The painful thing for LastPass users who did unfortunately reuse their master password on other sites is that this case is now an *offline* attack - which means 2FA or changing one's LastPass web password (or even master password) won't help much - the attackers have a point-in-time snapshot of all the credentials in those stolen vaults. And if you were using a weak (or worse, previously leaked) master password when they were stolen, you're screwed.
@kennwhite so which one is better - for a family subscription?
@kennwhite Personal IT Security is a mess - there are no easy solutions and things can go very badly if someone targets you.
@kennwhite Compromises like this are why I don't trust any password manager that backs data up to a server. Too much trust required of a big fat juicy target for attackers. Local storage only, thankyewverymuch, and I'll do my own backups and copying. It's not invulnerable, but I'm a smaller target and I control my own defenses.
@tknarr @kennwhite that’s defensible for techies, but non-experts may not be able to manage truly robustly recoverable local backup.
@georgewherbert @tknarr @kennwhite only to a limited degree. What do you do about portability that doesn't compromise the entire security of the storage? Is the issue.
@husbandpanda @tknarr @kennwhite All computer security is a tradeoff between usability and absolute security. In practice usability includes degraded modes recovery and amount and complexity of normal use and normal administrative functions.
Most users won’t effectively successfully backup locally off the system itself, so anything like a power surge or computer intrusion may wipe vault. Especially not remotely, so any fire or theft is service loss.
@husbandpanda @tknarr @kennwhite 1pass uses something you know (passcode), something you have (any of n devices with your passcode encrypted master key), and remote storage with a better security model for a storage-opaque blob of secure data. Remote storage avoids local loss of the vault, a not uncommon issue for fallible normal users.
Doesn’t prevent everything, but a lot more end user failures are securely avoided, and the LastPass failure avoided.
@georgewherbert @tknarr @kennwhite yeah I was considering it for this reason. all tech work I've ever done involved either thycotic or 1pass
@kennwhite damn. Think I'm going to be resetting some passwords this week.

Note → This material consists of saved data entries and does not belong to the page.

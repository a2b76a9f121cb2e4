use axum::{
    extract::{Path, Query, State},
    http::StatusCode,
    response::Json,
};
use serde::{Deserialize, Serialize};
use sqlx::PgPool;
use uuid::Uuid;

use super::{api_error, internal_error, match_error, ApiFailure, ApiResult, AppState};
use crate::{
    db,
    matching::{can_send_request, resolve, resolve_with_report, state_for, StateMap},
    models::{Connection, ConnectionRequest, UserId},
};

#[derive(Debug, Deserialize)]
pub struct ResolveRequest {
    pub current_user_id: UserId,
    #[serde(default)]
    pub connections: Vec<Connection>,
    #[serde(default)]
    pub incoming: Vec<ConnectionRequest>,
    #[serde(default)]
    pub outgoing: Vec<ConnectionRequest>,
}

#[derive(Debug, Serialize)]
pub struct ResolveResponse {
    pub states: StateMap,
    pub skipped: usize,
}

#[derive(Debug, Deserialize)]
pub struct SendConnectionRequest {
    pub from_user_id: UserId,
    pub to_user_id: UserId,
}

#[derive(Debug, Deserialize)]
pub struct RespondRequest {
    pub user_id: UserId,
}

#[derive(Debug, Deserialize)]
pub struct CancelQuery {
    pub user_id: UserId,
}

/// Resolve states for records supplied by the caller.
pub async fn resolve_states(Json(req): Json<ResolveRequest>) -> ApiResult<ResolveResponse> {
    let (states, report) = resolve_with_report(req.current_user_id, &req.connections, &req.incoming, &req.outgoing)
        .map_err(match_error)?;

    Ok(Json(ResolveResponse {
        states,
        skipped: report.skipped.len(),
    }))
}

pub async fn connection_states(
    State((pool, _config)): State<AppState>,
    Path(user_id): Path<Uuid>,
) -> ApiResult<ResolveResponse> {
    let records = db::connections::load_relationship_records(&pool, user_id)
        .await
        .map_err(|e| internal_error("Failed to load connections", e))?;

    let (states, report) = resolve_with_report(user_id, &records.connections, &records.incoming, &records.outgoing)
        .map_err(match_error)?;

    Ok(Json(ResolveResponse {
        states,
        skipped: report.skipped.len(),
    }))
}

async fn require_profile(pool: &PgPool, user_id: UserId) -> Result<(), ApiFailure> {
    match db::profiles::get_profile(pool, user_id).await {
        Ok(Some(_)) => Ok(()),
        Ok(None) => Err(api_error(StatusCode::NOT_FOUND, format!("Profile {} not found", user_id))),
        Err(e) => Err(internal_error("Failed to load profile", e)),
    }
}

async fn load_request(pool: &PgPool, request_id: Uuid) -> Result<ConnectionRequest, ApiFailure> {
    db::connections::get_request(pool, request_id)
        .await
        .map_err(|e| internal_error("Failed to load connection request", e))?
        .ok_or_else(|| api_error(StatusCode::NOT_FOUND, format!("Connection request {} not found", request_id)))
}

fn already_responded(request: &ConnectionRequest) -> ApiFailure {
    api_error(
        StatusCode::CONFLICT,
        format!("Connection request {} is already {}", request.id, request.status),
    )
}

fn no_longer_pending(request_id: Uuid) -> ApiFailure {
    api_error(
        StatusCode::CONFLICT,
        format!("Connection request {} is no longer pending", request_id),
    )
}

/// Which side of a request may perform an action on it.
#[derive(Debug, Clone, Copy, PartialEq, Eq)]
enum Party {
    Sender,
    Recipient,
}

/// A request can only be acted on by the right party, and only while pending.
fn check_actionable(request: &ConnectionRequest, user_id: UserId, party: Party, action: &str) -> Result<(), ApiFailure> {
    let owner = match party {
        Party::Sender => request.from_user_id,
        Party::Recipient => request.to_user_id,
    };
    if owner != user_id {
        let who = match party {
            Party::Sender => "sender",
            Party::Recipient => "recipient",
        };
        return Err(api_error(
            StatusCode::FORBIDDEN,
            format!("Only the {} can {} a request", who, action),
        ));
    }
    if request.status.is_final() {
        return Err(already_responded(request));
    }
    Ok(())
}

/// Reject a send unless the resolved state between the two users is `none`.
fn check_can_send(from_user_id: UserId, to_user_id: UserId, states: &StateMap) -> Result<(), ApiFailure> {
    if from_user_id == to_user_id {
        return Err(api_error(StatusCode::BAD_REQUEST, "Cannot send a connection request to yourself"));
    }
    let state = state_for(states, to_user_id);
    if !can_send_request(state) {
        return Err(api_error(
            StatusCode::CONFLICT,
            format!("Cannot send a request to {} while the connection is {}", to_user_id, state),
        ));
    }
    Ok(())
}

pub async fn send_request(
    State((pool, _config)): State<AppState>,
    Json(req): Json<SendConnectionRequest>,
) -> ApiResult<ConnectionRequest> {
    check_can_send(req.from_user_id, req.to_user_id, &StateMap::new())?;
    require_profile(&pool, req.from_user_id).await?;
    require_profile(&pool, req.to_user_id).await?;

    let records = db::connections::load_relationship_records(&pool, req.from_user_id)
        .await
        .map_err(|e| internal_error("Failed to load connections", e))?;
    let states = resolve(req.from_user_id, &records.connections, &records.incoming, &records.outgoing)
        .map_err(match_error)?;
    check_can_send(req.from_user_id, req.to_user_id, &states)?;

    let request = db::connections::send_request(&pool, req.from_user_id, req.to_user_id)
        .await
        .map_err(|e| internal_error("Failed to send connection request", e))?
        .ok_or_else(|| api_error(StatusCode::CONFLICT, "A pending request already exists"))?;

    tracing::info!(
        "Connection request {} sent: {} -> {}",
        request.id,
        request.from_user_id,
        request.to_user_id
    );
    Ok(Json(request))
}

pub async fn accept_request(
    State((pool, _config)): State<AppState>,
    Path(request_id): Path<Uuid>,
    Json(req): Json<RespondRequest>,
) -> ApiResult<ConnectionRequest> {
    let existing = load_request(&pool, request_id).await?;
    check_actionable(&existing, req.user_id, Party::Recipient, "accept")?;

    let accepted = db::connections::accept_request(&pool, request_id)
        .await
        .map_err(|e| internal_error("Failed to accept connection request", e))?
        .ok_or_else(|| no_longer_pending(request_id))?;

    tracing::info!(
        "Connection request {} accepted: {} <-> {} connected",
        accepted.id,
        accepted.from_user_id,
        accepted.to_user_id
    );
    Ok(Json(accepted))
}

pub async fn decline_request(
    State((pool, _config)): State<AppState>,
    Path(request_id): Path<Uuid>,
    Json(req): Json<RespondRequest>,
) -> ApiResult<ConnectionRequest> {
    let existing = load_request(&pool, request_id).await?;
    check_actionable(&existing, req.user_id, Party::Recipient, "decline")?;

    let declined = db::connections::decline_request(&pool, request_id)
        .await
        .map_err(|e| internal_error("Failed to decline connection request", e))?
        .ok_or_else(|| no_longer_pending(request_id))?;

    tracing::info!("Connection request {} declined", declined.id);
    Ok(Json(declined))
}

pub async fn cancel_request(
    State((pool, _config)): State<AppState>,
    Path(request_id): Path<Uuid>,
    Query(query): Query<CancelQuery>,
) -> Result<StatusCode, ApiFailure> {
    let existing = load_request(&pool, request_id).await?;
    check_actionable(&existing, query.user_id, Party::Sender, "cancel")?;

    let removed = db::connections::cancel_request(&pool, request_id, query.user_id)
        .await
        .map_err(|e| internal_error("Failed to cancel connection request", e))?;
    if !removed {
        return Err(no_longer_pending(request_id));
    }

    tracing::info!("Connection request {} cancelled by {}", request_id, query.user_id);
    Ok(StatusCode::NO_CONTENT)
}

@kennwhite it pains me that everyone is having to scramble now, 2 days before Christmas, when the data was stolen 4 months ago

These updates have hit both extremes. From, "we recommend you do nothing", to "it's all gone, I hope you chose a good password"

Hopefully it's China, so we don't have to worry about it getting bruteforced and dumped on the Internet 🤷

@kennwhite @totosec mhmm, reuse a master password is never a good idea. Like any other password reuse, but worse.